Realistic Weekly Food Budget Near RMIT City
| Strategy | Weekly Cost | Reality Check |
|---|---|---|
| All eating out | $120-160 | Unsustainable on student income |
| Mix of cooking + cheap eats | $60-80 | Sweet spot for most students |
| Mostly meal prep + rare treats | $40-60 | Tight but achievable |
| Pure survival mode | $30-40 | Mi Goreng territory, not recommended long-term |
The sweet spot? Cook 4-5 dinners a week, eat out for lunch 2-3 times, and keep breakfast under $5 daily. You’ll spend about $60-80/week and actually enjoy your food.
Final Tips From Someone Who Has Been There
Three things I wish I knew as a student eating near RMIT City:
- The early bird gets the cheap food. Lunch specials usually run 11:30am-2:00pm. After that, the same dish costs $3-5 more.

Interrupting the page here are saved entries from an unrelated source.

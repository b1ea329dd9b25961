//! Daily production logging for a cage

use std::sync::Arc;

use chrono::{NaiveDate, Utc};
use serde::Serialize;
use validator::Validate;

use shared::lifecycle;
use shared::models::{Cage, Cycle, DailyProductionInput, FeedLog, ProductionLog};
use shared::units::{FeedKg, Grams, Trays};
use shared::validation::validate_egg_weight;

use crate::error::{AppError, AppResult};
use crate::storage::{Repository, Store};

/// Production service for recording one cage-day at a time
#[derive(Clone)]
pub struct ProductionService {
    repo: Repository,
}

/// Result of saving a day's entry
#[derive(Debug, Clone, Serialize)]
#[serde(rename_all = "camelCase")]
pub struct SavedDailyLog {
    pub log: ProductionLog,
    pub feed_log: Option<FeedLog>,
    /// The cage with its bird count moved to the day's closing stock
    pub cage: Cage,
    /// False when an existing entry for the date was replaced
    pub created: bool,
}

/// Values to prefill the daily entry form with
#[derive(Debug, Clone, PartialEq, Serialize)]
#[serde(rename_all = "camelCase")]
pub struct EntryDefaults {
    pub date: NaiveDate,
    pub flock_age: u32,
    pub opening_birds: u32,
    pub mortality: u32,
    pub birds_sold: u32,
    pub eggs_trays: Option<Trays>,
    pub current_feed: Option<FeedKg>,
    pub notes: String,
    /// Set when the date already has an entry that a save would replace
    pub existing_log_id: Option<i64>,
}

impl ProductionService {
    /// Create a new ProductionService instance
    pub fn new(store: Arc<dyn Store>) -> Self {
        Self {
            repo: Repository::new(store),
        }
    }

    async fn load_cage(&self, cage_id: i64) -> AppResult<Cage> {
        self.repo
            .get::<Cage>(cage_id)
            .await?
            .ok_or_else(|| AppError::not_found("Cage", cage_id))
    }

    /// Production logs of a cage, oldest first
    pub async fn logs_for_cage(&self, cage_id: i64) -> AppResult<Vec<ProductionLog>> {
        let mut logs: Vec<ProductionLog> = self.repo.by_index("cageId", cage_id).await?;
        logs.sort_by_key(|log| log.date);
        Ok(logs)
    }

    /// Feed logs recorded against a cage, oldest first
    pub async fn feed_logs_for_cage(&self, cage_id: i64) -> AppResult<Vec<FeedLog>> {
        let mut logs: Vec<FeedLog> = self.repo.by_index("cageId", cage_id).await?;
        logs.sort_by_key(|log| log.date);
        Ok(logs)
    }

    /// Opening birds for a new entry on `date`
    pub async fn opening_birds_for(&self, cage_id: i64, date: NaiveDate) -> AppResult<u32> {
        let cage = self.load_cage(cage_id).await?;
        let logs = self.logs_for_cage(cage_id).await?;
        Ok(lifecycle::opening_birds_for(&cage, &logs, date))
    }

    /// Prefill values for the entry form of `date`
    pub async fn entry_defaults(&self, cage_id: i64, date: NaiveDate) -> AppResult<EntryDefaults> {
        let cage = self.load_cage(cage_id).await?;
        let logs = self.logs_for_cage(cage_id).await?;

        if let Some(log) = logs.iter().find(|log| log.date == date) {
            return Ok(EntryDefaults {
                date,
                flock_age: log.flock_age.unwrap_or_default(),
                opening_birds: log.opening_birds,
                mortality: log.mortality,
                birds_sold: log.birds_sold,
                eggs_trays: Some(log.trays()),
                current_feed: log.current_feed,
                notes: log.notes.clone(),
                existing_log_id: Some(log.id),
            });
        }

        let cycle = self.repo.get::<Cycle>(cage.cycle_id).await?;
        Ok(EntryDefaults {
            date,
            flock_age: cycle.map_or(1, |cycle| cycle.flock_age_on(date)),
            opening_birds: lifecycle::opening_birds_for(&cage, &logs, date),
            mortality: 0,
            birds_sold: 0,
            eggs_trays: None,
            current_feed: None,
            notes: String::new(),
            existing_log_id: None,
        })
    }

    /// Save the day's entry for a cage
    ///
    /// An entry for the same cage and date is replaced, never duplicated. Feed
    /// above zero is mirrored into the cage's feed log for the date, and the
    /// cage's bird count becomes the day's closing stock.
    pub async fn save_daily_log(&self, input: DailyProductionInput) -> AppResult<SavedDailyLog> {
        input.validate()?;
        if let Some(grams) = input.avg_egg_weight {
            validate_egg_weight(grams).map_err(|msg| AppError::validation("avgEggWeight", msg))?;
        }

        let cage_id = input.cage_id;
        let date = input.date;
        let result = self.write_daily_log(input).await;
        match &result {
            Ok(saved) => tracing::info!(
                cage_id,
                %date,
                created = saved.created,
                closing_birds = saved.log.closing_birds,
                "Saved daily production log"
            ),
            Err(e) => tracing::error!(cage_id, %date, error = %e, "Failed to save daily production log"),
        }
        result
    }

    async fn write_daily_log(&self, input: DailyProductionInput) -> AppResult<SavedDailyLog> {
        let mut cage = self.load_cage(input.cage_id).await?;
        let cycle = self.repo.get::<Cycle>(cage.cycle_id).await?;
        let now = Utc::now();

        let existing: Vec<ProductionLog> = self.repo.by_index("cageId", cage.id).await?;
        let previous = existing.into_iter().find(|log| log.date == input.date);
        let created = previous.is_none();

        let mut log = previous.unwrap_or_else(|| ProductionLog {
            created_at: Some(now),
            ..ProductionLog::new(cage.id, cage.cycle_id, input.date)
        });
        let trays = Trays(input.eggs_trays);
        log.flock_age = input
            .flock_age
            .or_else(|| cycle.as_ref().map(|cycle| cycle.flock_age_on(input.date)));
        log.opening_birds = input.opening_birds;
        log.mortality = input.mortality;
        log.birds_sold = input.birds_sold;
        log.eggs_trays = Some(trays);
        log.eggs_produced = Some(trays.to_eggs());
        log.current_feed = Some(FeedKg(input.current_feed)).filter(|feed| feed.value() > 0.0);
        log.avg_egg_weight = input.avg_egg_weight.map(Grams);
        log.notes = input.notes;
        log.updated_at = Some(now);
        log.recompute_closing();
        self.repo.put(&mut log).await?;

        let feed_log = match log.current_feed {
            Some(amount) => Some(self.upsert_feed_log(&cage, input.date, amount).await?),
            None => None,
        };

        cage.current_birds = log.closing_birds;
        cage.updated_at = Some(now);
        self.repo.put(&mut cage).await?;

        Ok(SavedDailyLog {
            log,
            feed_log,
            cage,
            created,
        })
    }

    async fn upsert_feed_log(&self, cage: &Cage, date: NaiveDate, amount: FeedKg) -> AppResult<FeedLog> {
        let now = Utc::now();
        let existing: Vec<FeedLog> = self.repo.by_index("cageId", cage.id).await?;
        let mut feed_log = existing
            .into_iter()
            .find(|log| log.date == date)
            .unwrap_or_else(|| FeedLog {
                cage_id: Some(cage.id),
                cycle_id: Some(cage.cycle_id),
                created_at: Some(now),
                ..FeedLog::new(date, amount)
            });
        feed_log.amount = amount;
        feed_log.updated_at = Some(now);
        self.repo.put(&mut feed_log).await?;
        Ok(feed_log)
    }

    /// Delete one production log
    pub async fn delete_log(&self, log_id: i64) -> AppResult<()> {
        let log = self
            .repo
            .get::<ProductionLog>(log_id)
            .await?
            .ok_or_else(|| AppError::not_found("Production log", log_id))?;
        self.repo.delete::<ProductionLog>(log.id).await?;
        tracing::info!(log_id, cage_id = log.cage_id, date = %log.date, "Deleted production log");
        Ok(())
    }
}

- Follow the other students. The places packed with uni students at noon are cheap and decent. The places with tablecloths and no students are not for your budget.
- Your freezer is your best friend. Buy marked-down bread, batch-cook curry or pasta sauce, and freeze individual portions. Sunday afternoon cooking saves you $40+/week compared to buying every meal.
Eating well on a student budget near RMIT City is not about deprivation. It is about knowing where to look, being flexible with what you eat, and understanding that a $12 laksa from a food court is better fuel than a $2 packet of noodles.